The song composed and written by AV Prafullachandra. Yeh Andheri Nagari was sung by Aanchal Tyagi and Kundi Lagalo sung Dr. Pallavi Shyam Sundar. Kundi Lagalo song is become popular in reels due to its Hindi lyrics.

Tracklist
| No. | Title | Lyrics | Singer(s) | Length |
|---|---|---|---|---|
| 1. | "Yeh Hai Andheri Nagari" | AV Prafullachandra | Aanchal Tyagi | 2.18 |
| 2. | "Kundi Lagalo" | AV Prafullachandra | Dr. Pallavi Shyam Sundar | 2.30 |
| Total length: |  |  |  | 4:48 |

== Reception ==
Upon release, Chitrali Chogale-Anavkar of Lokmat rated the show 4 out of 5 and said, "In short, the storm in politics created by the two ladies is definitely a must watch and equally entertaining. For Prajakta's acting, Abhijeet Panse's direction, a boldly different story and an entertaining experience, definitely watch 'Raanbazaar..."

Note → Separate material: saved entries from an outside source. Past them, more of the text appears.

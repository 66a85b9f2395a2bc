#[derive(Debug, Clone, Copy, PartialEq, Eq)]
pub struct Loc {
    pub line: usize,
    pub col: usize,
}

#[derive(Debug, Clone, PartialEq, Eq)]
pub enum Token<'a> {
    Indent(usize),
    Identifier(&'a str),
    Scalar(&'a str),
    Dash,
    Colon,
    Comma,
    OpenBracket,
    CloseBracket,
    OpenBrace,
    CloseBrace,
    Eof,
}

#[derive(Debug, Clone, PartialEq, Eq)]
pub struct Located<'a> {
    pub token: Token<'a>,
    pub loc: Loc,
}
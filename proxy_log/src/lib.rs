use std::time::{SystemTime, UNIX_EPOCH};

/// Approximate calendar rendering of a `SystemTime`, good enough for a log
/// line timestamp. Not calendar-accurate across leap years; callers wanting
/// exact dates should reach for a real time crate.
pub fn format_time(now: SystemTime) -> String {
    let duration = now.duration_since(UNIX_EPOCH).unwrap();
    let secs = duration.as_secs();

    let year = 1970 + (secs / 31_557_600);
    let month = ((secs % 31_557_600) / 2_628_000) as u8 + 1;
    let day = ((secs % 2_628_000) / 86_400) as u8 + 1;
    let hour = ((secs % 86_400) / 3600) as u8;
    let minute = ((secs % 3600) / 60) as u8;
    let second = (secs % 60) as u8;

    format!("{:04}-{:02}-{:02} {:02}:{:02}:{:02}", year, month, day, hour, minute, second)
}

#[macro_export]
macro_rules! log {
    ($level:expr, $color:expr, $($arg:tt)*) => {
        let ts = $crate::format_time(std::time::SystemTime::now());
        println!(
            "[{}] \x1b[30m#|| muxhttpd ||#\x1b[0m \x1b[{}m{}\x1b[0m: {}",
            ts,
            $color,
            $level,
            format!($($arg)*)
        );
    };
}


#[macro_export]
macro_rules! info { ($($arg:tt)*) => { $crate::log!("INFO ", "32", $($arg)*); }; } // Green
#[macro_export]
macro_rules! warn { ($($arg:tt)*) => { $crate::log!("WARN ", "33", $($arg)*); }; } // Yellow
#[macro_export]
macro_rules! errors { ($($arg:tt)*) => { $crate::log!("ERROR", "31", $($arg)*); }; } // Red
#[macro_export]
macro_rules! debug { ($($arg:tt)*) => { $crate::log!("DEBUG", "36", $($arg)*); }; } // Cyan
#[macro_export]
macro_rules! trace { ($($arg:tt)*) => { $crate::log!("TRACE", "34", $($arg)*); }; } // Blue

Shaheen Irani from OTTplay reviewed that "Raanbaazaar finale is so worth the time it took. The episode comes a full circle, in a way that you would barely expect it to. It is not your happy ending kind of a show but the real elements and how everything is dealt with, is what makes this series so special. Watch this one without fail."

Salonee Mistry of Pune Mirror rated it 4 stars and stated that the series is clutter breaking and promises edges of the seat thriller and powerful performance.